Copy out each line of the data holding "struct".

==== Data excerpts ====

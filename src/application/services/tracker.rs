//! Face Tracker
//!
//! Track assignment is an interface contract: the verifier only needs ids
//! that stay stable across its window for the same physical person.
//! Deployments with a real multi-object tracker inject it here; the
//! default greedily matches face boxes frame-to-frame by IoU.

use uuid::Uuid;

use crate::domain::value_objects::BoundingBox;

/// Assigns stable track ids to face boxes across frames.
pub trait FaceTracker: Send + Sync {
    /// Returns one track id per box, aligned with the input order.
    fn assign(&mut self, frame_seq: u64, boxes: &[BoundingBox]) -> Vec<String>;
}

struct Track {
    id: String,
    last_box: BoundingBox,
    last_seen_seq: u64,
}

/// Greedy IoU tracker.
///
/// Each box claims the unclaimed existing track it overlaps best, above a
/// minimum IoU; everything else mints a fresh track. Tracks idle longer
/// than `max_gap_frames` are dropped.
pub struct IouTracker {
    min_iou: f32,
    max_gap_frames: u64,
    tracks: Vec<Track>,
}

impl IouTracker {
    /// Creates a tracker with the given association threshold and idle
    /// track lifetime (in frames).
    pub fn new(min_iou: f32, max_gap_frames: u64) -> Self {
        Self {
            min_iou,
            max_gap_frames,
            tracks: Vec::new(),
        }
    }
}

fn mint_id() -> String {
    format!("track-{}", Uuid::new_v4())
}

impl FaceTracker for IouTracker {
    fn assign(&mut self, frame_seq: u64, boxes: &[BoundingBox]) -> Vec<String> {
        self.tracks
            .retain(|t| frame_seq.saturating_sub(t.last_seen_seq) <= self.max_gap_frames);

        let mut claimed = vec![false; self.tracks.len()];
        let mut assignments = Vec::with_capacity(boxes.len());

        for bbox in boxes {
            let mut best: Option<(usize, f32)> = None;
            for (index, track) in self.tracks.iter().enumerate() {
                if claimed[index] {
                    continue;
                }
                let iou = bbox.iou(&track.last_box);
                if iou < self.min_iou {
                    continue;
                }
                if best.map(|(_, best_iou)| iou > best_iou).unwrap_or(true) {
                    best = Some((index, iou));
                }
            }

            match best {
                Some((index, _)) => {
                    claimed[index] = true;
                    let track = &mut self.tracks[index];
                    track.last_box = bbox.clone();
                    track.last_seen_seq = frame_seq;
                    assignments.push(track.id.clone());
                }
                None => {
                    let id = mint_id();
                    self.tracks.push(Track {
                        id: id.clone(),
                        last_box: bbox.clone(),
                        last_seen_seq: frame_seq,
                    });
                    claimed.push(true);
                    assignments.push(id);
                }
            }
        }

        assignments
    }
}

====

[Result for this task]
struct Track {
pub struct IouTracker {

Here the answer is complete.